Neue Attacke auf NRW-Wahlgesetz
Verfassungsexperte Martin Morlok hält die Abschaffung der Stichwahl für problematisch. Wirbel um den Wahltermin.
Düsseldorf. Das Chaos um die Kommunalwahl in NRW wird immer größer: Jetzt gibt es massive Bedenken gegen die Abschaffung der Stichwahl für Oberbürgermeister, Bürgermeister und Landräte. Schon geistert das Gespenst einer neuen Verfassungsklage durch den Landtag.
Künftig soll in NRW nach dem Willen der schwarz-gelben Landesregierung die einfache Mehrheit im ersten Wahlgang bei der Direktwahl der Spitzenkandidaten reichen. "Nur in Simbabwe und in NRW" werde bei Direktwahlen auf eine Stichwahl verzichtet, sagte Grünen-Fraktions-Vize Reiner Priggen.
Einen eklatanten Verstoß gegen das Demokratieprinzip will Ralf Jäger, Fraktionsvize der SPD im Landtag, ausgemacht haben. Schließlich reiche eine nur geringe Mehrheit für die Direktwahl eines Bewerbers.
Tatsächlich ist NRW das einzige Bundesland, in dem es keine Stichwahl bei den kommunalen Direktwahlen gibt. "Die CSU bei uns in Bayern hatte das vor vier Jahren auch mal vor. Aber die sind aus verfassungsrechtlichen Bedenken und wegen des Aufschreis aus den Kommunen davor zurückgeschreckt", sagte der bayrische SPD-Bundestagsabgeordnete und Wahlrechtsexperte Carl-Christian Dressel unserer Zeitung.
Zwischen Rhein und Weser reicht jetzt die einfache Mehrheit im ersten Wahlgang. Das könnte groteske Verzerrungen zur Folge haben. Beispiel: Bei der jüngsten Kommunalwahl im Jahr 2004 kam der CDU-Kandidat in Hagen im ersten Wahlgang auf 39,5 Prozent. Er musste in die Stichwahl, unterlag dort dem SPD-Mann. Hätte damals aber die neue Regelung schon gegriffen, wäre er bei der Wahlbeteiligung von damals 47,8 Prozent mit 18,5 Prozent der Wahlberechtigten zum Stadtoberhaupt gewählt worden.

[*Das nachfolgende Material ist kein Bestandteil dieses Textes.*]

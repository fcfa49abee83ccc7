//! API schema types for request/response definitions.
//!
//! Each sub-module defines the request and response types for a specific
//! API domain. Types use serde derives for JSON
//! serialization/deserialization.

pub mod graph;
pub mod patches;
pub mod repos;
//! File records: the unit of snapshot idempotence.

use serde::{Deserialize, Serialize};

use crate::id::RepoId;

/// A source file inside a repository, keyed `(repo_id, file_path)`.
///
/// `content_hash` is a blake3 hex digest of the file's canonically ordered
/// fact content. Re-ingesting a file whose hash is unchanged is a no-op on
/// the graph: its nodes and edges are left untouched.
#[derive(Debug, Clone, PartialEq, Serialize, Deserialize)]
pub struct FileRecord {
    pub repo_id: RepoId,
    pub file_path: String,
    pub content_hash: String,
}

Bedenken hat auch Verfassungsrechtler Martin Morlok: "Ich sehe drei Knackpunkte bei der Abschaffung der Stichwahl: Sie schmälert die Chancen der kleinen Parteien, mit Absprachen vor einem zweiten Wahlgang einen eigenen Kandidaten durchzubekommen; es entsteht ein Legitimitätsdefizit wegen des geringen Wählerrückhalts, und die Abschaffung schränkt das Gestaltungsrecht der Wähler ein."
Morlok hatte SPD und Grüne am 18. Februar erfolgreich vor dem Landesverfassungsgericht vertreten. Dort kippten sie den 7. Juni als Wahltermin, der von CDU und FDP geplant war. Nun soll am 30.August gewählt werden. Dagegen formiert sich immer mehr Widerstand in den Kommunen, weil sie die Kosten von insgesamt 42 Millionen Euro tragen sollen. Die SPD hat eine Protestaktion im Internet gestartet. Auch viele CDU-Kommunalpolitiker lehnen den 30. August ab, und selbst die FDP in Essen hat eine Resolution gegen den Termin beantragt. Dort ist der Parlamentarische Geschäftsführer der Landtagsfraktion, Ralf Witzel, Parteichef. Sogar eine Verlegung des NRW-Tags in Hamm, der am 30.August stattfinden sollte, ist im Gespräch. Am Mittwoch gibt es eine Sondersitzung des Landtags zum Thema.